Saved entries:
=====

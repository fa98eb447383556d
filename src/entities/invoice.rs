//! Invoice / payment application record type

use chrono::NaiveDate;
use serde::{Deserialize, Serialize};

use crate::core::entity::Record;
use crate::core::identity::{deserialize_lenient_id, RecordId, RecordKind};

/// Invoice status
#[derive(Debug, Clone, Copy, PartialEq, Eq, Default, Serialize, Deserialize)]
pub enum InvoiceStatus {
    #[default]
    Draft,
    Submitted,
    Approved,
    Paid,
    Rejected,
    /// Fallback for status strings introduced outside this enum
    #[serde(other)]
    Unknown,
}

impl std::fmt::Display for InvoiceStatus {
    fn fmt(&self, f: &mut std::fmt::Formatter<'_>) -> std::fmt::Result {
        match self {
            InvoiceStatus::Draft => write!(f, "Draft"),
            InvoiceStatus::Submitted => write!(f, "Submitted"),
            InvoiceStatus::Approved => write!(f, "Approved"),
            InvoiceStatus::Paid => write!(f, "Paid"),
            InvoiceStatus::Rejected => write!(f, "Rejected"),
            InvoiceStatus::Unknown => write!(f, "Unknown"),
        }
    }
}

impl std::str::FromStr for InvoiceStatus {
    type Err = String;

    fn from_str(s: &str) -> Result<Self, Self::Err> {
        match s.to_lowercase().as_str() {
            "draft" => Ok(InvoiceStatus::Draft),
            "submitted" => Ok(InvoiceStatus::Submitted),
            "approved" => Ok(InvoiceStatus::Approved),
            "paid" => Ok(InvoiceStatus::Paid),
            "rejected" => Ok(InvoiceStatus::Rejected),
            _ => Err(format!("Unknown invoice status: {}", s)),
        }
    }
}

/// A progress billing invoice against a subcontract or contract.
///
/// `amount_due` is derived from the billing fields rather than stored.
#[derive(Debug, Clone, Serialize, Deserialize)]
pub struct Invoice {
    /// Display id (INV-YYYY-NNN), assigned on create
    #[serde(
        default,
        deserialize_with = "deserialize_lenient_id",
        skip_serializing_if = "Option::is_none"
    )]
    pub id: Option<RecordId>,

    /// Project the invoice belongs to
    #[serde(default, skip_serializing_if = "String::is_empty")]
    pub project: String,

    /// Billing date
    #[serde(default, skip_serializing_if = "Option::is_none")]
    pub date: Option<NaiveDate>,

    /// Current status
    #[serde(default)]
    pub status: InvoiceStatus,

    /// Billing period description, e.g. "March Progress"
    #[serde(default, skip_serializing_if = "String::is_empty")]
    pub description: String,

    /// Billing company
    pub company: String,

    /// Base contract amount being billed against
    #[serde(default)]
    pub contract_amount: f64,

    /// Approved changes applied to the contract amount
    #[serde(default)]
    pub approved_changes: f64,

    /// Amount billed on prior invoices
    #[serde(default)]
    pub previously_billed: f64,

    /// Amount billed on this invoice
    #[serde(default)]
    pub current_billed: f64,

    /// Retainage withheld from this invoice
    #[serde(default)]
    pub retainage: f64,

    /// Collected signatures
    #[serde(default, skip_serializing_if = "Vec::is_empty")]
    pub signatures: Vec<String>,

    /// Creation date stamp
    #[serde(default, skip_serializing_if = "Option::is_none")]
    pub created_at: Option<NaiveDate>,

    /// Last-updated date stamp
    #[serde(default, skip_serializing_if = "Option::is_none")]
    pub updated_at: Option<NaiveDate>,
}

impl Invoice {
    /// Create a new draft invoice with no id (the store assigns one)
    pub fn new(project: String, company: String, description: String, current_billed: f64) -> Self {
        Self {
            id: None,
            project,
            date: None,
            status: InvoiceStatus::default(),
            description,
            company,
            contract_amount: 0.0,
            approved_changes: 0.0,
            previously_billed: 0.0,
            current_billed,
            retainage: 0.0,
            signatures: Vec::new(),
            created_at: None,
            updated_at: None,
        }
    }

    /// Amount payable on this invoice: current billing less retainage
    pub fn amount_due(&self) -> f64 {
        self.current_billed - self.retainage
    }
}

impl Record for Invoice {
    const KIND: RecordKind = RecordKind::Invoice;

    fn id(&self) -> Option<&RecordId> {
        self.id.as_ref()
    }

    fn set_id(&mut self, id: RecordId) {
        self.id = Some(id);
    }

    fn created_at(&self) -> Option<NaiveDate> {
        self.created_at
    }

    fn set_created_at(&mut self, date: Option<NaiveDate>) {
        self.created_at = date;
    }

    fn set_updated_at(&mut self, date: NaiveDate) {
        self.updated_at = Some(date);
    }
}

#[cfg(test)]
mod tests {
    use super::*;

    #[test]
    fn test_invoice_amount_due() {
        let mut inv = Invoice::new(
            "Highland Tower Development".to_string(),
            "Superior Concrete Solutions".to_string(),
            "March Progress".to_string(),
            450_000.0,
        );
        inv.retainage = 45_000.0;
        assert_eq!(inv.amount_due(), 405_000.0);
    }

    #[test]
    fn test_invoice_json_roundtrip() {
        let mut inv = Invoice::new(
            "Highland Tower Development".to_string(),
            "Superior Concrete Solutions".to_string(),
            "March Progress".to_string(),
            450_000.0,
        );
        inv.status = InvoiceStatus::Paid;
        let json = serde_json::to_string(&inv).unwrap();
        let parsed: Invoice = serde_json::from_str(&json).unwrap();
        assert_eq!(parsed.status, InvoiceStatus::Paid);
        assert_eq!(parsed.amount_due(), inv.amount_due());
    }
}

=====

WHAT THE TASK ASKS:
When a line of the data holds the string "RecordKind", pick it out and copy it.

RESULT:
use crate::core::identity::{deserialize_lenient_id, RecordId, RecordKind};
    const KIND: RecordKind = RecordKind::Invoice;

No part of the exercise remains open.